We summarize the relevant facts based on the uncontested evidence included in various applications for search warrants. On November 4, 2018, Vermont police officers discovered a break-in at Pownal Elementary School in Pownal and that medication was stolen. Similarly, on November 12, 2018, in the nearby western Massachusetts town of Clarksburg, police officers discovered that the garage had been broken into at Clarksburg Elementary and that someone had attempted to break into the school.
Back in Vermont, on Sunday, November 18, 2018, police officers discovered that someone had again broken into the Pownal Elementary School. Surveillance video footage revealed that the suspect was driving a tan colored sedan. The footage also revealed the suspect was carrying a red satchel and wearing a red hooded sweatshirt, brown shoes, and a white mask. That same day, in nearby Stamford, Vermont, the Stamford Elementary School was broken into and a safe from the principal's office was taken. The next day, officers discovered that Clarksburg Elementary, which is across the border from Stamford, Vermont, had been broken into and prescription medication from the nurse's office had been stolen.
On November 21, 2018, officers conducted a property check at Walter B. Howard Elementary School in New Lebanon, New York at around 5 A.M. When they arrived, they saw an unoccupied 2003 Buick Century parked by the dumpsters behind the school, which they determined was registered to David Tynan of North Adams, Massachusetts. Officers found that the school had been broken into, that a pry bar was used to force open several classroom doors and the nurse's office, and that cabinets and medicine lockers were ransacked. Surveillance video footage showed an individual wearing a red hooded sweatshirt and similar shoes to the individual spotted on surveillance video footage at the break-in at the Pownal Elementary School in Vermont.
After checking both the North Adams police department's records and the Registry of Motor Vehicles' records, Massachusetts officers discovered that the defendant and David Tynan were brothers. Because David Tynan did not have a criminal record and the defendant had a criminal record that included charges for breaking and entering, larceny from a building, and obtaining prescription narcotics by fraudulent means, the defendant became the target of the investigation. Additionally, because the registration for the defendant's vehicle had been revoked, the investigating officers believed that the defendant might be using his brother's vehicle.
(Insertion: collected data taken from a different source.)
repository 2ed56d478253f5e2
pub mod speech;
pub mod assembler;
pub mod chunker;
pub mod dispatcher;
pub mod error;
pub mod fingerprint;
pub mod language;
pub mod progress;
pub mod service;
pub mod text;

pub use assembler::{assemble, AssembledAudio};
pub use chunker::{chunk_text, Chunk};
pub use dispatcher::{DispatchStep, SpeechRequestDispatcher};
pub use error::SpeechServiceError;
pub use fingerprint::SynthesisFingerprint;
pub use language::LanguageCode;
pub use progress::{FrameDecoder, ProgressEvent};
pub use service::{SpeechService, SpeechServiceApi};

use serde::{Deserialize, Serialize};

pub const DEFAULT_SPEED: f32 = 1.0;
pub const DEFAULT_TEMPERATURE: f32 = 1.0;
pub const SPEED_RANGE: (f32, f32) = (0.5, 2.0);
pub const TEMPERATURE_RANGE: (f32, f32) = (0.5, 1.5);

/// Request for POST /api/pdf-to-speech
#[derive(Debug, Clone, Serialize, Deserialize)]
#[serde(rename_all = "camelCase")]
pub struct SpeechRequest {
    pub text: String,
    pub voice_id: String,
    #[serde(skip_serializing_if = "Option::is_none")]
    pub speed: Option<f32>,
    #[serde(skip_serializing_if = "Option::is_none")]
    pub temperature: Option<f32>,
    #[serde(skip_serializing_if = "Option::is_none")]
    pub page_number: Option<u32>,
    #[serde(default)]
    pub is_continuous: bool,
}

/// Everything besides the text that shapes the provider's output
#[derive(Debug, Clone, PartialEq)]
pub struct SynthesisParams {
    pub voice_id: String,
    pub speed: f32,
    pub temperature: f32,
    pub language: LanguageCode,
}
Based on all of this information, North Adams police officers obtained a search warrant to place a global positioning system (GPS) tracking device on the 2003 Buick Century registered to David Tynan. Investigation revealed three potential residences for the defendant, one of which, specifically 52 George Avenue in North Adams, Massachusetts, was also a listed residential address for David Tynan. Although officers went to each of these locations in the hopes of finding the 2003 Buick Century, the vehicle was not located within the allotted fifteen-day period, and the search warrant was returned unexecuted.
At around 4 A.M. on December 2, 2018, Molly Stark Elementary in Bennington, Vermont was broken into. The nurse's office was targeted and medications belonging to students were stolen. Surveillance video footage showed an individual walking around the school wearing a red hooded sweatshirt, a dark colored jacket, tan pants, brown shoes, a brown knit hat, and a dark cloth covering the face. Based on the information from this most recent break-in, officers renewed their search for the 2003 Buick Century registered to David Tynan.
On December 3, 2018, Sergeant Albert Zoito went to 27 Wall Street, North Adams, Massachusetts: one of the potential residential addresses for the defendant. The address was a three-family apartment building with a driveway along its southern side that connected to Wall Street. The property had a detached five-bay garage at the end of the driveway, which could be seen from the street. Sergeant Zoito walked down the driveway and, while looking through windows on the doors of the detached garage with his flashlight, located the 2003 Buick Century. Officers received a new search warrant to enter the garage based on this information and placed a GPS device on the 2003 Buick Century registered to David Tynan.
The officer noted that they believed that there was no expectation of privacy in this driveway area, in part because people visiting the apartment and other apartment owners might utilize the driveway. The officer's subjective belief about whether a reasonable expectation of privacy existed is not relevant to our analysis. See Commonwealth v. Comenzo, 489 Mass. 155, 159 (2022) (subjective component of analysis relates to individual).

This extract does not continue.